▶ Exercise objective
Would you repeat every line of the data exactly?

▶ Data for review

§

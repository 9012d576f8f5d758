use std::time::Duration;

use foundation::GeoPoint;

use super::{BoxFuture, GeolocationProvider};
use crate::error::GeolocationError;

/// Answers every position query with the same outcome after `delay`.
#[derive(Debug, Clone, Copy)]
pub struct FixedGeolocation {
    outcome: Result<GeoPoint, GeolocationError>,
    delay: Duration,
}

impl FixedGeolocation {
    pub fn at(point: GeoPoint) -> Self {
        Self {
            outcome: Ok(point),
            delay: Duration::ZERO,
        }
    }

    pub fn failing(error: GeolocationError) -> Self {
        Self {
            outcome: Err(error),
            delay: Duration::ZERO,
        }
    }

    pub fn with_delay(mut self, delay: Duration) -> Self {
        self.delay = delay;
        self
    }
}

impl GeolocationProvider for FixedGeolocation {
    fn current_position(&self) -> BoxFuture<'_, Result<GeoPoint, GeolocationError>> {
        Box::pin(async move {
            if !self.delay.is_zero() {
                tokio::time::sleep(self.delay).await;
            }
            self.outcome
        })
    }
}
pub mod geo;
pub mod ids;
pub mod math;

// Foundation crate: small, well-tested value primitives only.
pub use geo::*;
pub use ids::*;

§

▶ Exercise answer
repository 9012d576f8f5d758
use std::time::Duration;

use foundation::GeoPoint;

use super::{BoxFuture, GeolocationProvider};
use crate::error::GeolocationError;

/// Answers every position query with the same outcome after `delay`.
#[derive(Debug, Clone, Copy)]
pub struct FixedGeolocation {
    outcome: Result<GeoPoint, GeolocationError>,
    delay: Duration,
}

impl FixedGeolocation {
    pub fn at(point: GeoPoint) -> Self {
        Self {
            outcome: Ok(point),
            delay: Duration::ZERO,
        }
    }

    pub fn failing(error: GeolocationError) -> Self {
        Self {
            outcome: Err(error),
            delay: Duration::ZERO,
        }
    }

    pub fn with_delay(mut self, delay: Duration) -> Self {
        self.delay = delay;
        self
    }
}

impl GeolocationProvider for FixedGeolocation {
    fn current_position(&self) -> BoxFuture<'_, Result<GeoPoint, GeolocationError>> {
        Box::pin(async move {
            if !self.delay.is_zero() {
                tokio::time::sleep(self.delay).await;
            }
            self.outcome
        })
    }
}
pub mod geo;
pub mod ids;
pub mod math;

// Foundation crate: small, well-tested value primitives only.
pub use geo::*;
pub use ids::*;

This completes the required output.